>>>>>

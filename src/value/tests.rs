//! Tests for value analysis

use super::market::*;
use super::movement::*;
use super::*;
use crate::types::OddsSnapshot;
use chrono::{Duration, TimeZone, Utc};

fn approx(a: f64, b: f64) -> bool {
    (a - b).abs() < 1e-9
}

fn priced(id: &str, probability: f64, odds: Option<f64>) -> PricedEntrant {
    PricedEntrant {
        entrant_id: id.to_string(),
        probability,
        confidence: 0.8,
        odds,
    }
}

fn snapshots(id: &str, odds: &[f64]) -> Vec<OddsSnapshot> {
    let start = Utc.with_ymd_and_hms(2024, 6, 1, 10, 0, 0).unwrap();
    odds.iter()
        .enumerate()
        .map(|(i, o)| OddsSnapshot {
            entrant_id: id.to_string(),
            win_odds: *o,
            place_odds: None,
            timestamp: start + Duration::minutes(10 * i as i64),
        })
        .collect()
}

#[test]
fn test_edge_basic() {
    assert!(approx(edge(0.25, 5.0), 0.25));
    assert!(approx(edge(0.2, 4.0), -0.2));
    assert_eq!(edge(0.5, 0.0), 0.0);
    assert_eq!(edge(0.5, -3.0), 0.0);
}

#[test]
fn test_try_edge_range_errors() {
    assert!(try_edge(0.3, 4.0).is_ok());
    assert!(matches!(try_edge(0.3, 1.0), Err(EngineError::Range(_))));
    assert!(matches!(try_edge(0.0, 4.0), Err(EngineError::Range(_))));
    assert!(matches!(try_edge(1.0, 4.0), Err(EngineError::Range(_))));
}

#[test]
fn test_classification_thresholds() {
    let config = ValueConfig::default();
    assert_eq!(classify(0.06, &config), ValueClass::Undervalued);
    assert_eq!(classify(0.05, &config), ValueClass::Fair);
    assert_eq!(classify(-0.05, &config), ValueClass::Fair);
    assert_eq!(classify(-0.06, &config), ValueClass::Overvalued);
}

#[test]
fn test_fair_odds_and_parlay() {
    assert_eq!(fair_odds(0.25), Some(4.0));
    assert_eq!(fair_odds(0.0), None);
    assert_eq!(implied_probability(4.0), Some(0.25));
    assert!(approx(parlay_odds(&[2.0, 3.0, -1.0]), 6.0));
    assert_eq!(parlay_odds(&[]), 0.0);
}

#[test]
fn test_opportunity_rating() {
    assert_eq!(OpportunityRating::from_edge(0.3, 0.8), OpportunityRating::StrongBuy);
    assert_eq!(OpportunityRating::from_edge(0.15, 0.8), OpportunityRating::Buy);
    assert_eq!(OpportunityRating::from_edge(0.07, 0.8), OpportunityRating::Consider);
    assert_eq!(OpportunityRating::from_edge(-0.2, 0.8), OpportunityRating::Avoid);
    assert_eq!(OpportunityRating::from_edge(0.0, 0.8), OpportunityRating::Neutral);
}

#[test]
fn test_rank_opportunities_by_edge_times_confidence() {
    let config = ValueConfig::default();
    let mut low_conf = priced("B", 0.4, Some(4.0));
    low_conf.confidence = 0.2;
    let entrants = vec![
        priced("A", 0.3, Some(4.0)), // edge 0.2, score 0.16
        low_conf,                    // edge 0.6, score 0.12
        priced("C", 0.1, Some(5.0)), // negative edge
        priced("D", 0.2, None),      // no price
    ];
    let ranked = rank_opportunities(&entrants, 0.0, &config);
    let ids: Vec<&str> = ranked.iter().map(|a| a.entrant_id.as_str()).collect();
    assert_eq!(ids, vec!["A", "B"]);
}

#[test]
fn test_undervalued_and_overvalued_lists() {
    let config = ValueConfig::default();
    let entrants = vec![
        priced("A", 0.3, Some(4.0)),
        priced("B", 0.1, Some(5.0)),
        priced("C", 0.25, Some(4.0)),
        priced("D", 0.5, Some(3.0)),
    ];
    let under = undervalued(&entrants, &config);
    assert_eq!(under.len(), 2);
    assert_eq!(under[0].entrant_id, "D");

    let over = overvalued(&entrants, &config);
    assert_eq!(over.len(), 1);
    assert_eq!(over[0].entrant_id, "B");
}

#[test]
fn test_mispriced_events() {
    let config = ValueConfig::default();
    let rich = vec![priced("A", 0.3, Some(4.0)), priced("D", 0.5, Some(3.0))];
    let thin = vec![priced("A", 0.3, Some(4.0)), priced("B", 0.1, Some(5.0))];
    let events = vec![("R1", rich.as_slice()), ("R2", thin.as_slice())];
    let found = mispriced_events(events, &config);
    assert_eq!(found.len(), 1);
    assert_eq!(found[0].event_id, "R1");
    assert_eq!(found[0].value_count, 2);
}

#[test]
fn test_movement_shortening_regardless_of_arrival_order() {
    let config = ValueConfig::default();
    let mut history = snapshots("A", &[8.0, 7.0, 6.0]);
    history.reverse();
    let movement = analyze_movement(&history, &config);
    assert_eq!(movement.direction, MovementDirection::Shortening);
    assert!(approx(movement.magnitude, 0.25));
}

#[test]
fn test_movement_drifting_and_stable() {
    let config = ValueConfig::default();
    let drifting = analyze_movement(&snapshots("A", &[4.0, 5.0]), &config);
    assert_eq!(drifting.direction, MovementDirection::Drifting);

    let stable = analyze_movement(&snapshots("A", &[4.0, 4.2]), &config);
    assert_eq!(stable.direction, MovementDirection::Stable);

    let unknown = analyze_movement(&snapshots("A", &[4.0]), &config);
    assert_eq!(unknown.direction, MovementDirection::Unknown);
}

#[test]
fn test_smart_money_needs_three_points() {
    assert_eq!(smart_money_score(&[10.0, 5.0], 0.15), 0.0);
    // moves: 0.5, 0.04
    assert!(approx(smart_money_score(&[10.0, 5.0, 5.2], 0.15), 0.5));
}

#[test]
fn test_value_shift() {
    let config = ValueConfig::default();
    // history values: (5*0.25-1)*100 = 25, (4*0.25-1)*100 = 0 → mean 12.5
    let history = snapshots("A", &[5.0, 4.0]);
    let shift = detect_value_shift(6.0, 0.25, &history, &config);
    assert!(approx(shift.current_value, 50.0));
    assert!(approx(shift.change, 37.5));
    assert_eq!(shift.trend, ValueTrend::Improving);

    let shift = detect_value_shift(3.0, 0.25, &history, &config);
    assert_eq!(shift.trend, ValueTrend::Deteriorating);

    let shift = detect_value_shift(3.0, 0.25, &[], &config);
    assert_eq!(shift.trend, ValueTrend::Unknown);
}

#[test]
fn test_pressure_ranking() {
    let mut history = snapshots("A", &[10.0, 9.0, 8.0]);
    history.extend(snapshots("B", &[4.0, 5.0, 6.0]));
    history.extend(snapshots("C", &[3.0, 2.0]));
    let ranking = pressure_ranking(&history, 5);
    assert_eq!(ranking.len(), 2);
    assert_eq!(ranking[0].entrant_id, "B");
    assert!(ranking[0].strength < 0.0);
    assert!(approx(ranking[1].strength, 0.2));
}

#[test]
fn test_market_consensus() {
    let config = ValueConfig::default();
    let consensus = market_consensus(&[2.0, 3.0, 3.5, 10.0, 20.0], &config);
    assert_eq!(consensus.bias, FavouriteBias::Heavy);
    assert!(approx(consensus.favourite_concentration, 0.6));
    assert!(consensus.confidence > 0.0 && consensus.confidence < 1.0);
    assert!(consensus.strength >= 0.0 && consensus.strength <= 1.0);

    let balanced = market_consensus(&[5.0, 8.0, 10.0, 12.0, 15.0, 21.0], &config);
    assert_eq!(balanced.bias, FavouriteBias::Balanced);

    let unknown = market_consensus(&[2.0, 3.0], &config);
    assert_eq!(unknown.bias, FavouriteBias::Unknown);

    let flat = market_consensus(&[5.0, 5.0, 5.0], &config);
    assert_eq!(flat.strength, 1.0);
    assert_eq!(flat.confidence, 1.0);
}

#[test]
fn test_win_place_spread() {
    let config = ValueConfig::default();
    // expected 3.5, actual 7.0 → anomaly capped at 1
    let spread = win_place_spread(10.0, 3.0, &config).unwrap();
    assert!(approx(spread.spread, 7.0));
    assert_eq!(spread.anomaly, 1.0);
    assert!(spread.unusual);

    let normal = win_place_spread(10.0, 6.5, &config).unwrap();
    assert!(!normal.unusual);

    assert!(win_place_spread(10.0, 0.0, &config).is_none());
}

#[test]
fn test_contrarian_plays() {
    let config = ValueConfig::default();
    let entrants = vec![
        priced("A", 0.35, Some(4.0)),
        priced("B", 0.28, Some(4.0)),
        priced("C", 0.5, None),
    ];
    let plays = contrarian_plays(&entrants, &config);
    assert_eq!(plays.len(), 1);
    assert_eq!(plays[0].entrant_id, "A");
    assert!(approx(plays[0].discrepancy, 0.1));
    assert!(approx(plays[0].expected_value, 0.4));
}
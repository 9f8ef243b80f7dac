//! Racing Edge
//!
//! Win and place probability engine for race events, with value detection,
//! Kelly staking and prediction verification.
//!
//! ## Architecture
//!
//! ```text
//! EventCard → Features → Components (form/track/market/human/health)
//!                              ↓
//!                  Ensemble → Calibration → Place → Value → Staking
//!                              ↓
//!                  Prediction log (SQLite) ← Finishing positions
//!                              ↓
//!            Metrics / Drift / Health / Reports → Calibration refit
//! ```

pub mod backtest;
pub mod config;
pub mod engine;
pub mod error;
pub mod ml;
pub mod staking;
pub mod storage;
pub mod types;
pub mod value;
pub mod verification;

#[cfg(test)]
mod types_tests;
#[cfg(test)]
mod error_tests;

<<<<<

| AIM OF THE TASK |
The total, and nothing more: how many lines in the entries contain "verification"?

| RESULT OF THE EXERCISE |
2